I am trying to figure out how does the Ti4+ Fe2+ charge transfer complex produces the blue color of sapphire quantitavily... as it is given here:

http://www.webexhibits.org/causesofcolor/8.html"

How is it possible to calculate that this particular charge transfer requires absorption of "yellow light (~2eV)" giving rise to the complementary blue color, using very simple quantum physics because I am no expert ?

Is it possible to use Bohr model and simple electromagnetism?

Thank you for the reference to this paper. It is very clear and I long needed it.
The principle is easy to understand, the detailed calculations are beyond reach.
The principle is the same as in organic dyes : an electron can delocalize with oscillation between two distant and preferred zones of the molecule or the crystal. So the frequency of the oscillation is in the range of human-seeable band, and this electron can absorb several quanta at this frequency and thermalize them by mechanical means towards the lattice and its phonons, before reemitting a photon by optical way.

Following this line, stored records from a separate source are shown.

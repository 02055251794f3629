use crate::error::ConfigError;

/// Default chance that an ant ignores pheromone on a decision
pub const DEFAULT_EXPLORATION_PROBABILITY: f64 = 0.1;
/// Ticks between two evaporation passes
pub const DEFAULT_EVAPORATION_INTERVAL: u64 = 100;
/// Pheromone removed from every edge per evaporation pass
pub const DEFAULT_EVAPORATION_AMOUNT: u32 = 1;

/// What an ant does when it must choose a move at a vertex with no edges
#[derive(Clone, Copy, Debug, Default, PartialEq, Eq)]
pub enum DeadEndPolicy {
    /// Abort the step with `SimulationError::DeadEnd`
    #[default]
    Fail,
    /// Stay in place for the tick and try again on the next one
    Wait,
}

/// Tunables shared by every ant of a colony
#[derive(Clone, Debug, PartialEq)]
pub struct ColonyConfig {
    pub exploration_probability: f64,
    pub evaporation_interval: u64,
    pub evaporation_amount: u32,
    pub dead_end: DeadEndPolicy,
    /// Seed for the colony's random source; `None` draws from entropy
    pub seed: Option<u64>,
}

impl Default for ColonyConfig {
    fn default() -> Self {
        Self {
            exploration_probability: DEFAULT_EXPLORATION_PROBABILITY,
            evaporation_interval: DEFAULT_EVAPORATION_INTERVAL,
            evaporation_amount: DEFAULT_EVAPORATION_AMOUNT,
            dead_end: DeadEndPolicy::default(),
            seed: None,
        }
    }
}

impl ColonyConfig {
    /// Check that every value is usable by the simulation
    pub fn validate(&self) -> Result<(), ConfigError> {
        let p = self.exploration_probability;
        if !(0.0..=1.0).contains(&p) {
            return Err(ConfigError::ExplorationProbability(p));
        }
        if self.evaporation_interval == 0 {
            return Err(ConfigError::ZeroEvaporationInterval);
        }
        Ok(())
    }

    /// Builder-style seed setter
    pub fn with_seed(mut self, seed: u64) -> Self {
        self.seed = Some(seed);
        self
    }
}

#[cfg(test)]
mod tests {
    use super::*;

    #[test]
    fn test_defaults_are_valid() {
        let config = ColonyConfig::default();

        assert_eq!(config.exploration_probability, 0.1);
        assert_eq!(config.evaporation_interval, 100);
        assert_eq!(config.evaporation_amount, 1);
        assert_eq!(config.dead_end, DeadEndPolicy::Fail);
        assert!(config.validate().is_ok());
    }

    #[test]
    fn test_rejects_bad_probability() {
        let config = ColonyConfig {
            exploration_probability: 1.5,
            ..ColonyConfig::default()
        };
        assert_eq!(
            config.validate(),
            Err(ConfigError::ExplorationProbability(1.5))
        );

        let config = ColonyConfig {
            exploration_probability: f64::NAN,
            ..ColonyConfig::default()
        };
        assert!(config.validate().is_err());
    }

    #[test]
    fn test_rejects_zero_interval() {
        let config = ColonyConfig {
            evaporation_interval: 0,
            ..ColonyConfig::default()
        };
        assert_eq!(config.validate(), Err(ConfigError::ZeroEvaporationInterval));
    }

    #[test]
    fn test_with_seed() {
        let config = ColonyConfig::default().with_seed(7);
        assert_eq!(config.seed, Some(7));
    }
}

Colour is a property of the human system of sight (human retina, human wiring of the retina, human visual cortex), not of the light or the objects under light.

 

[Panthera Leo]

That is not possible. Experts at computational chemistry for solids may be able to do this calculation, using lots of hardcore many-body physics and big computers, but even they would need to pull tricks[1]. And I still wouldn't bet on them being able to get quantitative agreement, let alone predictions. Using simple methods and not being an expert, I'm afraid you have no chance.

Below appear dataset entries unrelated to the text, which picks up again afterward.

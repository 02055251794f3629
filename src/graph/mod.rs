pub mod edge;
pub mod graph;
pub mod parser;

pub use edge::{Edge, VertexId};
pub use graph::{Graph, Neighbor};
pub use parser::{parse_instance, parse_instance_str, Instance};
//! Market data retrieval for the keylevel-tracker system.
//!
//! This crate handles:
//! - The `BarSource` abstraction over bar providers
//! - A Yahoo Finance chart API client
//! - A time-to-live cache in front of any source
//! - Validation of fetched batches into a `BarSequence`

pub mod source;
pub mod yahoo;
pub mod cache;
pub mod validation;

pub use source::{BarRequest, BarSource, SourceError};
pub use yahoo::YahooChartSource;
pub use cache::CachedSource;
pub use validation::{fetch_sequence, validate_bars};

[1] The most commonly applied method for calculating excitation spectra, (linear-response) time dependent DFT, is not applicable to charge transfer excitations.

I am trully stunned!

Actually I am a student of material science & I have been encountering such phenamena recently...

I am intrigued to know; what are the commonly applied methods for calculating excitation spectra?

 

[Panthera Leo]

Holy capslock Feynman.

You reminded me of QED :)

Is it possible to use QED in this case?

 

[Panthera Leo]

Thank you for the reference to this paper. It is very clear and I long needed it.
The principle is easy to understand, the detailed calculations are beyond reach.
The principle is the same as in organic dyes : an electron can delocalize with oscillation between two distant and preferred zones of the molecule or the crystal. So the frequency of the oscillation is in the range of human-seeable band, and this electron can absorb several quanta at this frequency and thermalize them by mechanical means towards the lattice and its phonons, before reemitting a photon by optical way.

Colour is a property of the human system of sight (human retina, human wiring of the retina, human visual cortex), not of the light or the objects under light.

Color is undoubtedly a magnificant phenamena to study from the scientific perspective... A combination of physics, chemistry, biology & so on ...

The hope diamond has a band gap of 0.4 eV due to Boron doped in its structure... How can the 0.4eV can give rise to blue diamond! just can't get this?!